Me intriga cómo el amigo de mi padre estira los labios y con esa trompa hace círculos al espirar; círculos perfectos, círculos grises, azulosos, que al ascender se convierten en espirales, y tras cuatro o cinco giros se desatan, y al alejarse dibujan variadas y tenues tonalidades de gris, o de azul, tal vez añorando sumar su destino a un cielo encapotado o cabalmente raso.
La magia sucede a mi lado, justo sobre mi cabeza, que se imagina metida en la pantalla donde los guerreros me dan un nuevo nombre, bautizándome con fuego, con humo. Quiero llamarme animal, río, nube. Ser círculo, espiral, mancha azul en el viento.
Mi temprana y acaso definitiva noción del cero se la debo al fumador euclidiano. Lecciones magistrales impartidas en el pizarrón del aire, cifras de la nada que flotaban hasta desintegrarse y desaparecer, como comprobaba cada vez que abría el pequeño puño vacío. Lo existente pero fugaz, inasible, que no podía apretar ni retener; y lo inexistente que está ahí, a la vista, ocupando un lugar con la misma gracia que un pino o la sombra de ese pino.
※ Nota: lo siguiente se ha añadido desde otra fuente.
//! Operator roles inside a company
//!
//! - **owner**: everything, including company settings
//! - **admin**: approvals, badges, biometric enrolment, deletions
//! - **member**: day-to-day records and QR workflows
//! - **viewer**: read-only dashboards

use chrono::{DateTime, Utc};
use serde::{Deserialize, Serialize};
use sqlx::{PgExecutor, PgPool};
use uuid::Uuid;

#[derive(Debug, Clone, Copy, PartialEq, Eq, Serialize, Deserialize, sqlx::Type)]
#[sqlx(type_name = "membership_role", rename_all = "lowercase")]
#[serde(rename_all = "lowercase")]
pub enum MembershipRole {
    Owner,
    Admin,
    Member,
    Viewer,
}

impl MembershipRole {
    pub fn as_str(&self) -> &'static str {
        match self {
            MembershipRole::Owner => "owner",
            MembershipRole::Admin => "admin",
            MembershipRole::Member => "member",
            MembershipRole::Viewer => "viewer",
        }
    }

    /// True when this role is at least `required`
    pub fn has_permission(&self, required: &MembershipRole) -> bool {
        self.level() >= required.level()
    }

    fn level(&self) -> u8 {
        match self {
            MembershipRole::Owner => 4,
            MembershipRole::Admin => 3,
            MembershipRole::Member => 2,
            MembershipRole::Viewer => 1,
        }
    }
}

#[derive(Debug, Clone, Serialize, Deserialize, sqlx::FromRow)]
pub struct Membership {
    pub company_id: Uuid,
    pub user_id: Uuid,
    pub role: MembershipRole,
    pub created_at: DateTime<Utc>,
}

impl Membership {
    pub async fn create<'e>(
        executor: impl PgExecutor<'e>,
        company_id: Uuid,
        user_id: Uuid,
        role: MembershipRole,
    ) -> Result<Self, sqlx::Error> {
        sqlx::query_as::<_, Membership>(
            r#"
            INSERT INTO memberships (company_id, user_id, role)
            VALUES ($1, $2, $3)
            RETURNING company_id, user_id, role, created_at
            "#,
        )
        .bind(company_id)
        .bind(user_id)
        .bind(role)
        .fetch_one(executor)
        .await
    }

    pub async fn get_role(
        pool: &PgPool,
        company_id: Uuid,
        user_id: Uuid,
    ) -> Result<Option<MembershipRole>, sqlx::Error> {
        sqlx::query_scalar("SELECT role FROM memberships WHERE company_id = $1 AND user_id = $2")
            .bind(company_id)
            .bind(user_id)
            .fetch_optional(pool)
            .await
    }

    /// The company an operator logs into by default (oldest membership)
    pub async fn default_for_user(pool: &PgPool, user_id: Uuid) -> Result<Option<Self>, sqlx::Error> {
        sqlx::query_as::<_, Membership>(
            r#"
            SELECT company_id, user_id, role, created_at
            FROM memberships
            WHERE user_id = $1
            ORDER BY created_at ASC
            LIMIT 1
            "#,
        )
        .bind(user_id)
        .fetch_optional(pool)
        .await
    }
}

#[cfg(test)]
mod tests {
    use super::*;

    #[test]
    fn test_role_hierarchy() {
        assert!(MembershipRole::Owner.has_permission(&MembershipRole::Admin));
        assert!(MembershipRole::Admin.has_permission(&MembershipRole::Admin));
        assert!(MembershipRole::Member.has_permission(&MembershipRole::Viewer));
        assert!(!MembershipRole::Member.has_permission(&MembershipRole::Admin));
        assert!(!MembershipRole::Viewer.has_permission(&MembershipRole::Member));
    }

    #[test]
    fn test_role_serde() {
        assert_eq!(serde_json::to_string(&MembershipRole::Admin).unwrap(), "\"admin\"");
        let role: MembershipRole = serde_json::from_str("\"viewer\"").unwrap();
        assert_eq!(role, MembershipRole::Viewer);
    }
}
No recuerdo cómo se llamaba aquel amigo. Pero todavía adivino su rostro fantasmal. Sigue al otro lado de la sonrisa que curvó en franco semicírculo al percatarse de mi fascinación por el ritual que compartía conmigo, yo entregándome en tobogán al precipicio de la abstracción, y él esmerándose en perfilar los círculos con rigor, y despidiéndolos para que quedaran al alcance de mi mano, porque el discípulo agradecía la geometría salvaje tratando de atraparlos con el puño.
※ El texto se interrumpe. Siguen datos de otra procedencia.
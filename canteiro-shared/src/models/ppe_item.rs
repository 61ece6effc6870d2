//! PPE catalog (EPI)
//!
//! Each item carries its CA (approval certificate) number and expiry, the stock on hand
//! and the minimum stock that triggers a low-stock alert. Stock only moves through
//! [`PpeItem::adjust_stock`], which refuses to go below zero.

use chrono::{DateTime, NaiveDate, Utc};
use serde::{Deserialize, Serialize};
use sqlx::{PgConnection, PgPool, Postgres, QueryBuilder};
use uuid::Uuid;
use validator::Validate;

use super::{double_option, push_set, Page, PageRequest};
use crate::validation::validate_ca_number;

#[derive(Debug, Clone, Serialize, Deserialize, sqlx::FromRow)]
pub struct PpeItem {
    pub id: Uuid,
    pub company_id: Uuid,
    pub name: String,
    pub category: String,
    pub ca_number: String,
    pub ca_expires_on: Option<NaiveDate>,
    pub size: Option<String>,
    pub stock_quantity: i32,
    pub min_stock: i32,
    /// Days of use before the item should be replaced
    pub replacement_days: Option<i32>,
    pub created_at: DateTime<Utc>,
    pub updated_at: DateTime<Utc>,
}

impl PpeItem {
    pub fn is_low_stock(&self) -> bool {
        self.stock_quantity <= self.min_stock
    }

    /// True when the CA is expired or expires within `days` of `today`
    pub fn ca_expiring(&self, today: NaiveDate, days: i64) -> bool {
        self.ca_expires_on
            .is_some_and(|expires| (expires - today).num_days() <= days)
    }
}

#[derive(Debug, Clone, Deserialize, Validate)]
pub struct CreatePpeItem {
    #[validate(length(min = 1, max = 255, message = "Name must be 1 to 255 characters"))]
    pub name: String,

    #[validate(length(min = 1, max = 120, message = "Category must be 1 to 120 characters"))]
    pub category: String,

    #[validate(custom(function = "validate_ca_number"))]
    pub ca_number: String,

    pub ca_expires_on: Option<NaiveDate>,

    #[validate(length(max = 16))]
    pub size: Option<String>,

    #[serde(default)]
    #[validate(range(min = 0, message = "Stock must not be negative"))]
    pub stock_quantity: i32,

    #[serde(default)]
    #[validate(range(min = 0, message = "Minimum stock must not be negative"))]
    pub min_stock: i32,

    #[validate(range(min = 1, message = "Replacement period must be at least one day"))]
    pub replacement_days: Option<i32>,
}

/// Stock is adjusted through deliveries, returns and restocks, not edited directly
#[derive(Debug, Clone, Default, Deserialize, Validate)]
pub struct UpdatePpeItem {
    #[validate(length(min = 1, max = 255, message = "Name must be 1 to 255 characters"))]
    pub name: Option<String>,

    #[validate(length(min = 1, max = 120, message = "Category must be 1 to 120 characters"))]
    pub category: Option<String>,

    #[validate(custom(function = "validate_ca_number"))]
    pub ca_number: Option<String>,

    #[serde(default, deserialize_with = "double_option")]
    pub ca_expires_on: Option<Option<NaiveDate>>,

    #[serde(default, deserialize_with = "double_option")]
    pub size: Option<Option<String>>,

    #[validate(range(min = 0, message = "Minimum stock must not be negative"))]
    pub min_stock: Option<i32>,

    #[serde(default, deserialize_with = "double_option")]
    pub replacement_days: Option<Option<i32>>,
}

/// Stock movement outside deliveries (purchases, inventory corrections)
#[derive(Debug, Clone, Deserialize, Validate)]
pub struct StockAdjustment {
    #[validate(range(min = -100000, max = 100000, message = "Adjustment out of range"))]
    pub delta: i32,

    #[validate(length(max = 500))]
    pub reason: Option<String>,
}

#[derive(Debug, Clone, Default, Deserialize)]
pub struct PpeItemFilter {
    pub category: Option<String>,
    /// Only items at or below minimum stock
    pub low_stock: Option<bool>,
    /// Only items whose CA expires on or before this date
    pub ca_expires_before: Option<NaiveDate>,
}

const COLUMNS: &str = "id, company_id, name, category, ca_number, ca_expires_on, size, stock_quantity, \
                       min_stock, replacement_days, created_at, updated_at";

fn push_filters(qb: &mut QueryBuilder<'_, Postgres>, company_id: Uuid, filter: &PpeItemFilter, page: &PageRequest) {
    qb.push(" WHERE company_id = ").push_bind(company_id);

    if let Some(category) = &filter.category {
        qb.push(" AND category = ").push_bind(category.clone());
    }
    if filter.low_stock == Some(true) {
        qb.push(" AND stock_quantity <= min_stock");
    }
    if let Some(date) = filter.ca_expires_before {
        qb.push(" AND ca_expires_on <= ").push_bind(date);
    }
    if let Some(pattern) = &page.search {
        qb.push(" AND (name ILIKE ")
            .push_bind(pattern.clone())
            .push(" OR category ILIKE ")
            .push_bind(pattern.clone())
            .push(" OR ca_number LIKE ")
            .push_bind(pattern.clone())
            .push(")");
    }
}

impl PpeItem {
    pub const SORTABLE: &'static [&'static str] =
        &["name", "category", "ca_expires_on", "stock_quantity", "created_at"];

    pub async fn create(pool: &PgPool, company_id: Uuid, data: CreatePpeItem) -> Result<Self, sqlx::Error> {
        let item = sqlx::query_as::<_, PpeItem>(&format!(
            r#"
            INSERT INTO ppe_items
                (company_id, name, category, ca_number, ca_expires_on, size, stock_quantity,
                 min_stock, replacement_days)
            VALUES ($1, $2, $3, $4, $5, $6, $7, $8, $9)
            RETURNING {}
            "#,
            COLUMNS
        ))
        .bind(company_id)
        .bind(data.name)
        .bind(data.category)
        .bind(data.ca_number.trim().to_string())
        .bind(data.ca_expires_on)
        .bind(data.size)
        .bind(data.stock_quantity)
        .bind(data.min_stock)
        .bind(data.replacement_days)
        .fetch_one(pool)
        .await?;

        Ok(item)
    }

    pub async fn find_by_id(pool: &PgPool, company_id: Uuid, id: Uuid) -> Result<Option<Self>, sqlx::Error> {
        let item = sqlx::query_as::<_, PpeItem>(&format!(
            "SELECT {} FROM ppe_items WHERE company_id = $1 AND id = $2",
            COLUMNS
        ))
        .bind(company_id)
        .bind(id)
        .fetch_optional(pool)
        .await?;

        Ok(item)
    }

    /// Loads an item and locks it for a stock change
    pub async fn lock(conn: &mut PgConnection, company_id: Uuid, id: Uuid) -> Result<Option<Self>, sqlx::Error> {
        let item = sqlx::query_as::<_, PpeItem>(&format!(
            "SELECT {} FROM ppe_items WHERE company_id = $1 AND id = $2 FOR UPDATE",
            COLUMNS
        ))
        .bind(company_id)
        .bind(id)
        .fetch_optional(&mut *conn)
        .await?;

        Ok(item)
    }

    pub async fn list(
        pool: &PgPool,
        company_id: Uuid,
        filter: &PpeItemFilter,
        page: &PageRequest,
    ) -> Result<Page<Self>, sqlx::Error> {
        let mut count = QueryBuilder::new("SELECT COUNT(*) FROM ppe_items");
        push_filters(&mut count, company_id, filter, page);
        let total: i64 = count.build_query_scalar::<i64>().fetch_one(pool).await?;

        let mut query = QueryBuilder::new(format!("SELECT {} FROM ppe_items", COLUMNS));
        push_filters(&mut query, company_id, filter, page);
        page.push_tail(&mut query);
        let items = query.build_query_as::<PpeItem>().fetch_all(pool).await?;

        Ok(Page::new(items, total, page))
    }

    pub async fn update(
        pool: &PgPool,
        company_id: Uuid,
        id: Uuid,
        data: UpdatePpeItem,
    ) -> Result<Option<Self>, sqlx::Error> {
        let mut qb = QueryBuilder::new("UPDATE ppe_items SET updated_at = NOW()");
        push_set(&mut qb, "name", data.name);
        push_set(&mut qb, "category", data.category);
        push_set(&mut qb, "ca_number", data.ca_number.map(|c| c.trim().to_string()));
        push_set(&mut qb, "ca_expires_on", data.ca_expires_on);
        push_set(&mut qb, "size", data.size);
        push_set(&mut qb, "min_stock", data.min_stock);
        push_set(&mut qb, "replacement_days", data.replacement_days);
        qb.push(" WHERE company_id = ")
            .push_bind(company_id)
            .push(" AND id = ")
            .push_bind(id)
            .push(" RETURNING ")
            .push(COLUMNS);

        let item = qb.build_query_as::<PpeItem>().fetch_optional(pool).await?;

        Ok(item)
    }

    /// Adds `delta` (possibly negative) to the stock
    ///
    /// Returns the updated item, or `None` when the item does not exist or the stock
    /// would go negative.
    pub async fn adjust_stock(
        conn: &mut PgConnection,
        company_id: Uuid,
        id: Uuid,
        delta: i32,
    ) -> Result<Option<Self>, sqlx::Error> {
        let item = sqlx::query_as::<_, PpeItem>(&format!(
            r#"
            UPDATE ppe_items
            SET stock_quantity = stock_quantity + $3, updated_at = NOW()
            WHERE company_id = $1 AND id = $2 AND stock_quantity + $3 >= 0
            RETURNING {}
            "#,
            COLUMNS
        ))
        .bind(company_id)
        .bind(id)
        .bind(delta)
        .fetch_optional(&mut *conn)
        .await?;

        Ok(item)
    }

    /// Deletes an item; items with delivery history are protected by the foreign key
    pub async fn delete(pool: &PgPool, company_id: Uuid, id: Uuid) -> Result<bool, sqlx::Error> {
        let result = sqlx::query("DELETE FROM ppe_items WHERE company_id = $1 AND id = $2")
            .bind(company_id)
            .bind(id)
            .execute(pool)
            .await?;

        Ok(result.rows_affected() > 0)
    }
}

#[cfg(test)]
mod tests {
    use super::*;

    fn item(stock: i32, min: i32, ca_expires_on: Option<NaiveDate>) -> PpeItem {
        PpeItem {
            id: Uuid::new_v4(),
            company_id: Uuid::new_v4(),
            name: "Capacete classe B".to_string(),
            category: "Proteção da cabeça".to_string(),
            ca_number: "31469".to_string(),
            ca_expires_on,
            size: None,
            stock_quantity: stock,
            min_stock: min,
            replacement_days: Some(365),
            created_at: Utc::now(),
            updated_at: Utc::now(),
        }
    }

    #[test]
    fn test_low_stock() {
        assert!(item(5, 5, None).is_low_stock());
        assert!(item(0, 0, None).is_low_stock());
        assert!(!item(6, 5, None).is_low_stock());
    }

    #[test]
    fn test_ca_expiring() {
        let today = NaiveDate::from_ymd_opt(2025, 6, 1).unwrap();

        assert!(item(1, 0, NaiveDate::from_ymd_opt(2025, 6, 30)).ca_expiring(today, 30));
        assert!(item(1, 0, NaiveDate::from_ymd_opt(2025, 5, 1)).ca_expiring(today, 30));
        assert!(!item(1, 0, NaiveDate::from_ymd_opt(2025, 8, 1)).ca_expiring(today, 30));
        assert!(!item(1, 0, None).ca_expiring(today, 30));
    }

    #[test]
    fn test_create_validation() {
        let data: CreatePpeItem = serde_json::from_str(
            r#"{"name":"Luva","category":"Mãos","ca_number":"1234567","stock_quantity":-1}"#,
        )
        .unwrap();
        let errors = data.validate().unwrap_err();
        let fields = errors.field_errors();
        assert!(fields.contains_key("ca_number"));
        assert!(fields.contains_key("stock_quantity"));
    }
}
Una y otra vez lo intento. Y siempre en vano. Al abrir el puño no hay círculos ni espirales ni rastros de color. No hay nada.
Pero esa nada me asombra. Y desde hace tiempo me empeño en repetirla.
No aspiro a la perfección pero quiero aspirarla. Y retenerla, aunque mi puño apenas sea una página.
Aquellos círculos de humo que desaparecían en mi puño fueron mis primeros poemas.